Todos los personajes son de la serie Boku No Hero Academia (My Hero Academia) del mangaka Kōhei Horikoshi. Esta historia sólo utiliza los nombres de los personajes para entretenimiento sin fines de lucro.
Uraraka se estaba alistando mientras intentaba calmar su corazón, parecía un sueño lo que estaba haciendo, aunque más que sueño, parecía fantasía; estaba totalmente depilada, con ropa interior que combinaba, y un hombre en su vehículo iba rumbo a su casa en ese preciso momento.
Era el mes de enero, y quería justificar el endurecimiento de sus pezones a causa del frio que traspasaba su ventana, sin embargo, al verse al espejo sabía que estaba sonrojada, aunque no se había puesto rubor como maquillaje.
Suspiró mientras veía su reflejo, llevaba una minifalda verde militar, suéter y medias negras y botas cortas de tacón grueso también oscuras. En su pecho resaltaba un pequeño colgante con una piedra rosa, y para contrastar, un abrigo color terracota, que parecía más bien naranja, le estaba esperando cerca de la puerta de salida.
Le gustaba como se veía, pocas veces lucia así, y tal vez por eso estaba atenta a cualquier sonido que se escuchase en la casa. Estaba sola, Hagakure y Aoyama habían salido y ella había mentido sobre quedarse esa noche para ver películas en su habitación, así que si cualquiera de los dos regresaba, descubriría inmediatamente que tenía planes para salir, y empezaría a preguntar por ello.

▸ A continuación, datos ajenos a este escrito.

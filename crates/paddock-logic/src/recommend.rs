//! Entry recommendation: filter a roster and rank by race performance.
//!
//! The default filter only enforces a level floor and a career cap on
//! races run; it does not look at the race's level band. Set
//! [`RecommendConfig::respect_level_band`] to also require
//! [`Race::is_eligible_for_horse`].

use serde::{Deserialize, Serialize};

use crate::horse::Horse;
use crate::race::Race;

#[derive(Debug, Clone, PartialEq, Serialize, Deserialize)]
#[serde(default)]
pub struct RecommendConfig {
    pub min_level: u32,
    /// Horses with this many races or more are retired from entry lists.
    pub max_races_run: u32,
    pub respect_level_band: bool,
}

impl Default for RecommendConfig {
    fn default() -> Self {
        Self {
            min_level: 1,
            max_races_run: 50,
            respect_level_band: false,
        }
    }
}

impl RecommendConfig {
    pub fn is_eligible(&self, horse: &Horse, race: &Race) -> bool {
        horse.level >= self.min_level
            && horse.races_run < self.max_races_run
            && (!self.respect_level_band || race.is_eligible_for_horse(horse))
    }
}

/// Top `count` eligible horses by [`Horse::race_performance`], best first.
/// Equal performance keeps roster order.
pub fn recommend<'a>(
    all_horses: &'a [Horse],
    race: &Race,
    count: usize,
    config: &RecommendConfig,
) -> Vec<&'a Horse> {
    let mut eligible: Vec<&Horse> = all_horses
        .iter()
        .filter(|h| config.is_eligible(h, race))
        .collect();
    eligible.sort_by(|a, b| b.race_performance().total_cmp(&a.race_performance()));
    eligible.truncate(count);
    eligible
}

#[cfg(test)]
mod tests {
    use super::*;
    use crate::horse::OwnerId;
    use crate::stats::StatBlock;
    use chrono::Utc;

    fn roster() -> Vec<Horse> {
        let owner = OwnerId::new();
        [55, 90, 70, 30, 85]
            .into_iter()
            .enumerate()
            .map(|(i, v)| Horse::with_stats(format!("H{i}"), owner, StatBlock::uniform(v)))
            .collect()
    }

    fn names(horses: &[&Horse]) -> Vec<String> {
        horses.iter().map(|h| h.name.clone()).collect()
    }

    #[test]
    fn ranks_by_performance_and_limits() {
        let horses = roster();
        let race = Race::new("Open", Utc::now());
        let picked = recommend(&horses, &race, 3, &RecommendConfig::default());
        assert_eq!(names(&picked), vec!["H1", "H4", "H2"]);
    }

    #[test]
    fn veterans_are_filtered() {
        let mut horses = roster();
        horses[1].races_run = 50;
        horses[4].races_run = 49;
        let race = Race::new("Open", Utc::now());
        let picked = recommend(&horses, &race, 2, &RecommendConfig::default());
        assert_eq!(names(&picked), vec!["H4", "H2"]);
    }

    #[test]
    fn level_band_ignored_by_default() {
        let mut horses = roster();
        horses[1].level = 20;
        let race = Race::new("Maiden", Utc::now()).with_prize_and_band(500, 1, 3);
        let picked = recommend(&horses, &race, 1, &RecommendConfig::default());
        assert_eq!(names(&picked), vec!["H1"]);
    }

    #[test]
    fn level_band_applied_when_configured() {
        let mut horses = roster();
        horses[1].level = 20;
        let race = Race::new("Maiden", Utc::now()).with_prize_and_band(500, 1, 3);
        let config = RecommendConfig {
            respect_level_band: true,
            ..Default::default()
        };
        let picked = recommend(&horses, &race, 1, &config);
        assert_eq!(names(&picked), vec!["H4"]);
    }

    #[test]
    fn count_larger_than_roster() {
        let horses = roster();
        let race = Race::new("Open", Utc::now());
        assert_eq!(recommend(&horses, &race, 50, &RecommendConfig::default()).len(), 5);
        assert!(recommend(&horses, &race, 0, &RecommendConfig::default()).is_empty());
    }

    #[test]
    fn ties_keep_roster_order() {
        let owner = OwnerId::new();
        let horses: Vec<Horse> = (0..4).map(|i| Horse::new(format!("T{i}"), owner)).collect();
        let race = Race::new("Open", Utc::now());
        let picked = recommend(&horses, &race, 4, &RecommendConfig::default());
        assert_eq!(names(&picked), vec!["T0", "T1", "T2", "T3"]);
    }
}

Ella quería evitar el cuestionamiento a cualquier costo.
Tuvo días para inventar una excusa creíble pero no consiguió nada, su mente se ponía en blanco al imaginarse estar en un encuentro del tipo sexual con su profesor. Su boca se trababa y su expresión corporal la delataba, así que aunque practico muchas veces, no pudo idear una excusa creíble, por lo que permaneció en silencio para después simplemente decir que se quedaría viendo televisión.
Agradeció a las regulares salidas de fin de semana que tenían sus amigos, porque sino, tendría que haberse escapado a escondidas, o peor aún, iría sin arreglo a su cita de ensueño.
Su celular vibró al mismo tiempo que respingaba, sospechaba de quien era el mensaje entrante.
"Estoy a 5 cuadras, estate atenta por si me pierdo".
Ella le había pasado su ubicación para que fuese a recogerla, así que ese mensaje era más para advertirle que estuviese preparada, Bakugou desde que lo recordaba era muy puntual, y ella…. Siempre llegaba un poquito tarde.
Un poco, nada más, aunque por su nerviosismo se había arreglado más temprano de lo acostumbrado y por eso ya sólo le faltaba ponerse perfume para estar lista.
No le contestó, simplemente se volvió a cepillar el cabello, se colocó el perfume caro que su madre le había regalado en su cumpleaños y entonces bajó para ponerse el abrigo. Mientras revisaba que todo estuviese en su bolso, condones incluidos, volvió a vibrar su celular anunciando que él ya había llegado.
Era la primera vez que Uraraka hacía algo así con alguien. Tener sexo sin compromiso y casi a escondidas, si bien conocía el término, nunca pensó que estaría en esa situación, así que tal vez no sabía muchas reglas, pero al asomarse por la ventana, agradeció que Bakugou se hubiese estacionado en la acera de enfrente. Porque así, si había alguien en la casa, no se daría cuenta de que la estaba esperando.
Revisó que su celular tuviese la batería suficiente para esa noche y entonces salió con el corazón palpitando en sus oídos, de nueva cuenta Bakugou no la esperó en la puerta, sino que estaba recargado en su coche, tal vez ya había hecho esas cosas con anterioridad, porque se veía muy calmado a comparación de ella que era un manojo de nervios que cruzó la calle sin verificar si había autos transitando.
— Hola — Dijo ella, mientras él se daba la vuelta. ¡Oh por Dios! ¡Estaba más guapo a como recordaba! Cuando le daba clases él siempre se veía afeitado, pero ahora llevaba una barba sumamente cuidada, eso, más sus ojos intensos, mostraban la mirada de un gran seductor en potencia.
— Hola — Dijo él mientras se acercaba a ella, intentaron saludarse de beso, pero Uraraka no supo su besarlo en la mejilla o en la boca, estaba temblando, así que después de unos movimientos incómodos, al final se besaron en los labios ligeramente — ¿Cómo estás?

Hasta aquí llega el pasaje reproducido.